Un manque de transparence qui ne satisfait pas l’opposition écologiste. Pour déminer cette question sensible, une commission d’évaluation de la vidéosurveillance avait été nommée durant le mandat. Ses conclusions n’ont fuité que la semaine dernière, révélant qu’une majorité de Grenoblois s’opposait à l’installation de nouvelles caméras. Côté solutions, les écologistes – régulièrement considérés comme naïfs en la matière – refusent de se substituer à l’Etat.
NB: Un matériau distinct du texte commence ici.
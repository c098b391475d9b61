//! Decoration settings owned by a figure, with partial-update patches.
//!
//! Every `*Patch` carries `Option` fields; `apply` merges the present ones
//! and leaves the rest untouched.

use crate::axis::{AxisIndex, AxisPatch};
use crate::color::Rgba;
use crate::geometry::Point;
use crate::region::DEFAULT_GAP;
use crate::surface::{FontStyle, StrokeStyle};

/// Opacity of grid lines.
pub const GRID_OPACITY: f64 = 0.2;

// ============================================================================
// Spine
// ============================================================================

/// One border of the plot area.
#[derive(Debug, Clone, Copy, PartialEq, Eq, Hash)]
#[cfg_attr(feature = "serde", derive(serde::Serialize, serde::Deserialize))]
#[cfg_attr(feature = "serde", serde(rename_all = "lowercase"))]
pub enum Edge {
    /// Bottom border, along the x axis.
    Bottom,
    /// Left border, along the primary y axis.
    Left,
    /// Right border, along the secondary y axis.
    Right,
    /// Top border.
    Top,
}

impl Edge {
    /// All edges in drawing order.
    pub const ALL: [Self; 4] = [Self::Bottom, Self::Left, Self::Right, Self::Top];
}

/// A set of plot-area edges.
#[derive(Debug, Clone, Copy, PartialEq, Eq, Default, Hash)]
#[cfg_attr(feature = "serde", derive(serde::Serialize, serde::Deserialize))]
#[cfg_attr(feature = "serde", serde(default, deny_unknown_fields))]
#[allow(clippy::struct_excessive_bools)]
pub struct EdgeSet {
    /// Bottom edge enabled.
    pub bottom: bool,
    /// Left edge enabled.
    pub left: bool,
    /// Right edge enabled.
    pub right: bool,
    /// Top edge enabled.
    pub top: bool,
}

impl EdgeSet {
    /// No edges.
    pub const NONE: Self = Self { bottom: false, left: false, right: false, top: false };
    /// All four edges.
    pub const ALL: Self = Self { bottom: true, left: true, right: true, top: true };

    /// Copy with `edge` enabled.
    #[must_use]
    pub fn with(mut self, edge: Edge) -> Self {
        match edge {
            Edge::Bottom => self.bottom = true,
            Edge::Left => self.left = true,
            Edge::Right => self.right = true,
            Edge::Top => self.top = true,
        }
        self
    }

    /// Whether `edge` is enabled.
    #[must_use]
    pub const fn contains(self, edge: Edge) -> bool {
        match edge {
            Edge::Bottom => self.bottom,
            Edge::Left => self.left,
            Edge::Right => self.right,
            Edge::Top => self.top,
        }
    }

    /// Whether no edge is enabled.
    #[must_use]
    pub const fn is_empty(self) -> bool {
        !(self.bottom || self.left || self.right || self.top)
    }

    /// Enabled edges in drawing order.
    pub fn iter(self) -> impl Iterator<Item = Edge> {
        Edge::ALL.into_iter().filter(move |edge| self.contains(*edge))
    }
}

impl FromIterator<Edge> for EdgeSet {
    fn from_iter<I: IntoIterator<Item = Edge>>(iter: I) -> Self {
        iter.into_iter().fold(Self::NONE, Self::with)
    }
}

/// Border lines around the plot area.
#[derive(Debug, Clone, PartialEq)]
pub struct SpineSettings {
    /// Edges drawn on every redraw.
    pub edges: EdgeSet,
    /// Line style.
    pub stroke: StrokeStyle,
}

impl Default for SpineSettings {
    fn default() -> Self {
        Self { edges: EdgeSet::NONE, stroke: StrokeStyle::new(Rgba::BLACK, 1.0) }
    }
}

/// Partial update for [`SpineSettings`].
#[derive(Debug, Clone, Copy, PartialEq, Default)]
#[cfg_attr(feature = "serde", derive(serde::Serialize, serde::Deserialize))]
#[cfg_attr(feature = "serde", serde(default, deny_unknown_fields))]
pub struct SpinePatch {
    /// Edges to draw.
    pub edges: Option<EdgeSet>,
    /// Line color.
    pub color: Option<Rgba>,
    /// Line width.
    pub width: Option<f64>,
}

impl SpinePatch {
    /// Patch that only sets the edges.
    #[must_use]
    pub fn edges(edges: EdgeSet) -> Self {
        Self { edges: Some(edges), ..Self::default() }
    }

    /// Set the line color.
    #[must_use]
    pub fn color(mut self, color: Rgba) -> Self {
        self.color = Some(color);
        self
    }

    /// Set the line width.
    #[must_use]
    pub fn width(mut self, width: f64) -> Self {
        self.width = Some(width);
        self
    }
}

impl SpineSettings {
    /// Merge a patch.
    pub fn apply(&mut self, patch: &SpinePatch) {
        if let Some(edges) = patch.edges {
            self.edges = edges;
        }
        if let Some(color) = patch.color {
            self.stroke.color = color;
        }
        if let Some(width) = patch.width {
            self.stroke.width = width;
        }
    }
}

// ============================================================================
// Tick marks
// ============================================================================

/// Tick marks and tick labels of one axis.
#[derive(Debug, Clone, Copy, PartialEq, Eq)]
pub struct TickSettings {
    /// Draw tick marks.
    pub marks: bool,
    /// Marks point away from the plot area.
    pub outward: bool,
    /// Draw numeric labels at major ticks.
    pub labels: bool,
    /// Decimal places of the labels.
    pub decimal_places: usize,
}

impl Default for TickSettings {
    fn default() -> Self {
        Self { marks: false, outward: true, labels: false, decimal_places: 0 }
    }
}

/// Partial update for [`TickSettings`].
#[derive(Debug, Clone, Copy, PartialEq, Eq, Default)]
#[cfg_attr(feature = "serde", derive(serde::Serialize, serde::Deserialize))]
#[cfg_attr(feature = "serde", serde(default, deny_unknown_fields))]
pub struct TickPatch {
    /// Draw tick marks.
    pub marks: Option<bool>,
    /// Marks point away from the plot area.
    pub outward: Option<bool>,
    /// Draw numeric labels.
    pub labels: Option<bool>,
    /// Decimal places of the labels.
    pub decimal_places: Option<usize>,
}

impl TickSettings {
    /// Merge a patch.
    pub fn apply(&mut self, patch: &TickPatch) {
        if let Some(marks) = patch.marks {
            self.marks = marks;
        }
        if let Some(outward) = patch.outward {
            self.outward = outward;
        }
        if let Some(labels) = patch.labels {
            self.labels = labels;
        }
        if let Some(places) = patch.decimal_places {
            self.decimal_places = places;
        }
    }
}

// ============================================================================
// Cursor
// ============================================================================

/// Crosshair and coordinate readouts.
#[derive(Debug, Clone, Copy, PartialEq)]
pub struct CursorSettings {
    /// Readout enabled per axis, indexed by [`AxisIndex::index`].
    pub readouts: [bool; 3],
    /// Line and text color.
    pub color: Rgba,
    /// Decimal places of the readouts.
    pub decimal_places: usize,
}

impl Default for CursorSettings {
    fn default() -> Self {
        Self { readouts: [false; 3], color: Rgba::GRAY, decimal_places: 2 }
    }
}

impl CursorSettings {
    /// Whether the readout for `axis` is enabled.
    #[must_use]
    pub fn readout(&self, axis: AxisIndex) -> bool {
        self.readouts[axis.index()]
    }

    /// Merge a patch.
    pub fn apply(&mut self, patch: &CursorPatch) {
        for (slot, value) in self.readouts.iter_mut().zip(patch.readouts) {
            if let Some(enabled) = value {
                *slot = enabled;
            }
        }
        if let Some(color) = patch.color {
            self.color = color;
        }
        if let Some(places) = patch.decimal_places {
            self.decimal_places = places;
        }
    }
}

/// Partial update for [`CursorSettings`].
#[derive(Debug, Clone, Copy, PartialEq, Default)]
#[cfg_attr(feature = "serde", derive(serde::Serialize, serde::Deserialize))]
#[cfg_attr(feature = "serde", serde(default, deny_unknown_fields))]
pub struct CursorPatch {
    /// Per-axis readout toggles; `None` keeps the current value.
    pub readouts: [Option<bool>; 3],
    /// Line and text color.
    pub color: Option<Rgba>,
    /// Decimal places of the readouts.
    pub decimal_places: Option<usize>,
}

impl CursorPatch {
    /// Empty patch.
    #[must_use]
    pub fn new() -> Self {
        Self::default()
    }

    /// Toggle the readout of one axis.
    #[must_use]
    pub fn readout(mut self, axis: AxisIndex, enabled: bool) -> Self {
        self.readouts[axis.index()] = Some(enabled);
        self
    }

    /// Set the color.
    #[must_use]
    pub fn color(mut self, color: Rgba) -> Self {
        self.color = Some(color);
        self
    }

    /// Set the decimal places.
    #[must_use]
    pub fn decimal_places(mut self, places: usize) -> Self {
        self.decimal_places = Some(places);
        self
    }
}

// ============================================================================
// Grid
// ============================================================================

/// Background grid at major ticks.
#[derive(Debug, Clone, Copy, PartialEq)]
pub struct GridSettings {
    /// Grid enabled per axis, indexed by [`AxisIndex::index`].
    pub show: [bool; 3],
    /// Line style, normally faint.
    pub stroke: StrokeStyle,
}

impl Default for GridSettings {
    fn default() -> Self {
        Self {
            show: [false; 3],
            stroke: StrokeStyle::new(Rgba::BLACK.with_opacity(GRID_OPACITY), 1.0),
        }
    }
}

/// Partial update for [`GridSettings`].
#[derive(Debug, Clone, Copy, PartialEq, Default)]
#[cfg_attr(feature = "serde", derive(serde::Serialize, serde::Deserialize))]
#[cfg_attr(feature = "serde", serde(default, deny_unknown_fields))]
pub struct GridPatch {
    /// Per-axis toggles; `None` keeps the current value.
    pub show: [Option<bool>; 3],
    /// Line color.
    pub color: Option<Rgba>,
}

impl GridPatch {
    /// Patch all three toggles.
    #[must_use]
    pub fn show(x: bool, y: bool, y2: bool) -> Self {
        Self { show: [Some(x), Some(y), Some(y2)], color: None }
    }
}

impl GridSettings {
    /// Whether the grid for `axis` is enabled.
    #[must_use]
    pub fn shows(&self, axis: AxisIndex) -> bool {
        self.show[axis.index()]
    }

    /// Merge a patch.
    pub fn apply(&mut self, patch: &GridPatch) {
        for (slot, value) in self.show.iter_mut().zip(patch.show) {
            if let Some(enabled) = value {
                *slot = enabled;
            }
        }
        if let Some(color) = patch.color {
            self.stroke.color = color;
        }
    }
}

// ============================================================================
// Legend
// ============================================================================

/// Legend box listing interactive elements.
#[derive(Debug, Clone, PartialEq)]
pub struct LegendSettings {
    /// Draw the legend.
    pub visible: bool,
    /// Top-left corner in surface pixels; `None` places the box at the
    /// top-right of the plot area.
    pub origin: Option<Point>,
    /// Side of the color swatch.
    pub swatch: f64,
    /// Vertical distance between entries.
    pub line_height: f64,
    /// Entry font.
    pub font: FontStyle,
}

impl Default for LegendSettings {
    fn default() -> Self {
        Self { visible: false, origin: None, swatch: 10.0, line_height: 15.0, font: FontStyle::default() }
    }
}

/// Partial update for [`LegendSettings`].
#[derive(Debug, Clone, Copy, PartialEq, Default)]
#[cfg_attr(feature = "serde", derive(serde::Serialize, serde::Deserialize))]
#[cfg_attr(feature = "serde", serde(default, deny_unknown_fields))]
pub struct LegendPatch {
    /// Draw the legend.
    pub visible: Option<bool>,
    /// Top-left corner in surface pixels.
    pub origin: Option<Point>,
    /// Swatch side.
    pub swatch: Option<f64>,
    /// Entry spacing.
    pub line_height: Option<f64>,
    /// Font size.
    pub font_size: Option<f64>,
}

impl LegendPatch {
    /// Patch that only toggles visibility.
    #[must_use]
    pub fn visible(visible: bool) -> Self {
        Self { visible: Some(visible), ..Self::default() }
    }

    /// Set the top-left corner.
    #[must_use]
    pub fn origin(mut self, origin: Point) -> Self {
        self.origin = Some(origin);
        self
    }
}

impl LegendSettings {
    /// Merge a patch.
    pub fn apply(&mut self, patch: &LegendPatch) {
        if let Some(visible) = patch.visible {
            self.visible = visible;
        }
        if let Some(origin) = patch.origin {
            self.origin = Some(origin);
        }
        if let Some(swatch) = patch.swatch {
            self.swatch = swatch;
        }
        if let Some(line_height) = patch.line_height {
            self.line_height = line_height;
        }
        if let Some(size) = patch.font_size {
            self.font.size = size;
        }
    }
}

// ============================================================================
// Whole-figure configuration
// ============================================================================

/// Declarative figure configuration, loadable from JSON with the `serde`
/// feature.
///
/// ```
/// # #[cfg(feature = "serde")] {
/// use canvasplot::figure::FigureConfig;
///
/// let config = FigureConfig::from_json(
///     r#"{ "width": 300, "height": 200, "axes": [{ "min": 0, "max": 10 }] }"#,
/// ).unwrap();
/// assert_eq!(config.width, 300.0);
/// # }
/// ```
#[derive(Debug, Clone, PartialEq)]
#[cfg_attr(feature = "serde", derive(serde::Serialize, serde::Deserialize))]
#[cfg_attr(feature = "serde", serde(default, deny_unknown_fields))]
pub struct FigureConfig {
    /// Full region width.
    pub width: f64,
    /// Full region height.
    pub height: f64,
    /// Region left edge on the surface.
    pub x0: f64,
    /// Region top edge on the surface.
    pub y0: f64,
    /// Decoration inset.
    pub gap: f64,
    /// Axis patches in index order (x, y, secondary y); missing entries keep
    /// the defaults.
    pub axes: Vec<AxisPatch>,
    /// Spine patch.
    pub spine: SpinePatch,
    /// Tick patches in axis index order.
    pub ticks: Vec<TickPatch>,
    /// Cursor patch.
    pub cursor: CursorPatch,
    /// Grid patch.
    pub grid: GridPatch,
    /// Legend patch.
    pub legend: LegendPatch,
}

impl Default for FigureConfig {
    fn default() -> Self {
        Self {
            width: 600.0,
            height: 600.0,
            x0: 0.0,
            y0: 0.0,
            gap: DEFAULT_GAP,
            axes: Vec::new(),
            spine: SpinePatch::default(),
            ticks: Vec::new(),
            cursor: CursorPatch::default(),
            grid: GridPatch::default(),
            legend: LegendPatch::default(),
        }
    }
}

#[cfg(feature = "serde")]
impl FigureConfig {
    /// Parse from JSON.
    ///
    /// # Errors
    ///
    /// Returns [`crate::Error::Config`] for malformed JSON or unknown keys.
    pub fn from_json(json: &str) -> crate::Result<Self> {
        serde_json::from_str(json).map_err(|err| crate::Error::Config(err.to_string()))
    }
}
Prenant l’exemple de la ville de Montreuil, sous exécutif écolo, ils travaillent sur un dispositif de police municipale de proximité et de médiation citoyenne, qui mobiliserait les habitants et les unions de quartiers à travers des formations.

Le candidat centriste Philippe de Longevialle, soutient l’idée d’une « équipe d’intervention anti-bruit ». Dans un élan sécuritaire, le candidat UMP-UDI promet la reconquête de « l’ordre républicain ». Il prévoit de doubler l’effectif de la police municipale sur le prochain mandat, de l’armer 24h/24 et dans tous les quartiers de la ville et d’adopter un arrêté municipal anti-mendicité. La vidéosurveillance n’est pas en reste, chaque sortie d’établissement scolaire sera équipée.